Smoother was a Canadian rock band from Hamilton, Ontario, headed by lead vocalist, guitarist, and songwriter Andrew Franey. Members included Beau Cook on bass and vocals, keyboardist James Flemings-Strange, drummer Adam Benning, and Todd Knight on guitar and vocals.

==History==
Smoother started out with the name Sponge; They signed with Sonic Unyon and recorded an album, Trendbender, in cassette form in 1993 under that name. The band also contributed to a Sonic Union compilation album, Not if I Smell You First.

The band changed its name to Smoother after the American band with the same name began to achieve success in North America. They then released an album, Copycat in 1994 through Sonic Unyon.

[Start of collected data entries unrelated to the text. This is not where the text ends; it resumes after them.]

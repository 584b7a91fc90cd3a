//! Input masking
//!
//! Keystroke formatters for the registration form. Digit masks strip
//! everything that is not a digit, truncate to the mask capacity and
//! re-insert the literal separators; numeric masks parse the cleaned
//! pt-BR number and re-render it with two decimal places and thousands
//! grouping. `unmask` recovers the raw value and is a left inverse of
//! `apply` for complete inputs.

use std::str::FromStr;

use rust_decimal::Decimal;
use serde::{Deserialize, Serialize};

/// Mask types supported by the form fields.
#[derive(Debug, Clone, Copy, PartialEq, Eq, Hash, Serialize, Deserialize)]
#[serde(rename_all = "lowercase")]
pub enum MaskType {
    Cpf,
    Cnpj,
    Phone,
    Date,
    Cep,
    Currency,
    Percent,
    Number,
}

/// Result of a caret-preserving mask application.
#[derive(Debug, Clone, PartialEq, Eq)]
pub struct Masked {
    pub text: String,
    /// Caret position as a character offset into `text`.
    pub caret: usize,
}

/// Apply a mask to raw input, producing the display string.
pub fn apply(value: &str, mask: MaskType) -> String {
    if value.is_empty() {
        return String::new();
    }
    match mask {
        MaskType::Cpf => mask_digits(value, 11, &[(3, '.'), (6, '.'), (9, '-')]),
        MaskType::Cnpj => mask_digits(value, 14, &[(2, '.'), (5, '.'), (8, '/'), (12, '-')]),
        MaskType::Date => mask_digits(value, 8, &[(2, '/'), (4, '/')]),
        MaskType::Cep => mask_digits(value, 8, &[(5, '-')]),
        MaskType::Phone => mask_phone(value),
        MaskType::Currency => mask_decimal(value, "R$ ", ""),
        MaskType::Percent => mask_decimal(value, "", "%"),
        MaskType::Number => mask_decimal(value, "", ""),
    }
}

/// Remove a mask, recovering the raw value: the digit string for digit
/// masks, the canonical `1234.56` form for numeric masks.
pub fn unmask(value: &str, mask: MaskType) -> String {
    match mask {
        MaskType::Cpf | MaskType::Cnpj | MaskType::Phone | MaskType::Date | MaskType::Cep => {
            value.chars().filter(char::is_ascii_digit).collect()
        }
        MaskType::Currency | MaskType::Percent | MaskType::Number => {
            if value.trim().is_empty() {
                String::new()
            } else {
                format!("{:.2}", parse_pt_br_decimal(value))
            }
        }
    }
}

/// Numeric value of a currency/percent/number field.
pub fn decimal_value(value: &str) -> Decimal {
    parse_pt_br_decimal(value)
}

/// Apply a mask while keeping the visual caret anchored.
///
/// The caret is re-placed after the same number of significant
/// (non-separator) characters it had behind it before the reformat, so it
/// never jumps to the end of the field mid-edit.
pub fn apply_with_caret(value: &str, caret: usize, mask: MaskType) -> Masked {
    let caret = caret.min(value.chars().count());
    let significant_before = value
        .chars()
        .take(caret)
        .filter(|c| c.is_ascii_digit())
        .count();

    let text = apply(value, mask);

    let mut new_caret = 0;
    let mut seen = 0;
    for (i, ch) in text.chars().enumerate() {
        if seen == significant_before {
            break;
        }
        if ch.is_ascii_digit() {
            seen += 1;
        }
        new_caret = i + 1;
    }
    if significant_before == 0 {
        new_caret = 0;
    }

    Masked { text, caret: new_caret }
}

/// Generic fixed-separator digit mask: `breaks` lists, for each separator,
/// the count of digits that precede it.
fn mask_digits(value: &str, capacity: usize, breaks: &[(usize, char)]) -> String {
    let digits: String = value
        .chars()
        .filter(char::is_ascii_digit)
        .take(capacity)
        .collect();

    let mut out = String::with_capacity(capacity + breaks.len());
    for (i, ch) in digits.chars().enumerate() {
        for &(at, sep) in breaks {
            if i == at {
                out.push(sep);
            }
        }
        out.push(ch);
    }
    out
}

/// Phone mask: `(XX) XXXXX-XXXX` for 11-digit mobiles, `(XX) XXXX-XXXX`
/// for 10-digit landlines; partial input keeps whatever prefix applies.
fn mask_phone(value: &str) -> String {
    let digits: String = value
        .chars()
        .filter(char::is_ascii_digit)
        .take(11)
        .collect();

    if digits.is_empty() {
        return String::new();
    }

    let mut out = String::with_capacity(16);
    out.push('(');
    out.push_str(&digits[..digits.len().min(2)]);
    if digits.len() > 2 {
        out.push_str(") ");
        let rest = &digits[2..];
        // Hyphen after 5 digits for mobiles, 4 for landlines
        let split = if digits.len() > 10 { 5 } else { 4 };
        if rest.len() > split {
            out.push_str(&rest[..split]);
            out.push('-');
            out.push_str(&rest[split..]);
        } else {
            out.push_str(rest);
        }
    }
    out
}

/// Parse a pt-BR formatted number (`1.234,56`) or a plain decimal
/// (`1234.56`) into a `Decimal`. Unparseable input yields zero, matching
/// the form's behavior of normalizing junk to `0,00` on blur.
fn parse_pt_br_decimal(value: &str) -> Decimal {
    let cleaned: String = value
        .chars()
        .filter(|c| c.is_ascii_digit() || *c == ',' || *c == '.' || *c == '-')
        .collect();

    let normalized = if cleaned.contains(',') {
        cleaned.replace('.', "").replace(',', ".")
    } else {
        cleaned
    };

    Decimal::from_str(&normalized).unwrap_or(Decimal::ZERO)
}

fn mask_decimal(value: &str, prefix: &str, suffix: &str) -> String {
    format!(
        "{}{}{}",
        prefix,
        format_grouped(parse_pt_br_decimal(value)),
        suffix
    )
}

/// Render a decimal with pt-BR grouping: thousands `.`, decimal `,`,
/// always two fraction digits.
fn format_grouped(value: Decimal) -> String {
    let plain = format!("{:.2}", value.round_dp(2));
    let (negative, plain) = match plain.strip_prefix('-') {
        Some(rest) => (true, rest),
        None => (false, plain.as_str()),
    };
    let (int_part, frac_part) = plain.split_once('.').unwrap_or((plain, "00"));

    let mut grouped = String::with_capacity(int_part.len() + int_part.len() / 3);
    for (i, ch) in int_part.chars().enumerate() {
        if i > 0 && (int_part.len() - i) % 3 == 0 {
            grouped.push('.');
        }
        grouped.push(ch);
    }

    let sign = if negative { "-" } else { "" };
    format!("{sign}{grouped},{frac_part}")
}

Smoother performed at the NXNE festival and Edgefest in 2001. The band's first and only major label release, Chasing the Dragon, was released in 2001 through EMI Canada. The album was well received critically but failed to meet the sales expectations of EMI. The album's single, "East Side", was a hit in Canada, peaking at #11 on Canada's Airplay chart. "East Side" was among the top 70 most played songs on Canadian radio in 2001. The music video for "East Side" reached number 12 on MuchMusic Countdown in September 2001. "East Side" is also featured in the film Men with Brooms. The band was nominated for Best New Group at the 2002 Juno Awards.

==Discography==
===Studio albums===
- Trendbender (as Sponge) (1993, Sonic Unyon)
- Copycat (1994, Sonic Unyon)
- What a Life (1999, Sonic Unyon)
- Chasing the Dragon (2001, EMI Music Canada)

===Singles===
- "Electroconfusion" (2000)
- "East Side" (2001)

====Availability====
Smoother currently has their album Chasing The Dragon on Spotify and Apple Music.

Smoother currently has their album Copycat on Apple Music.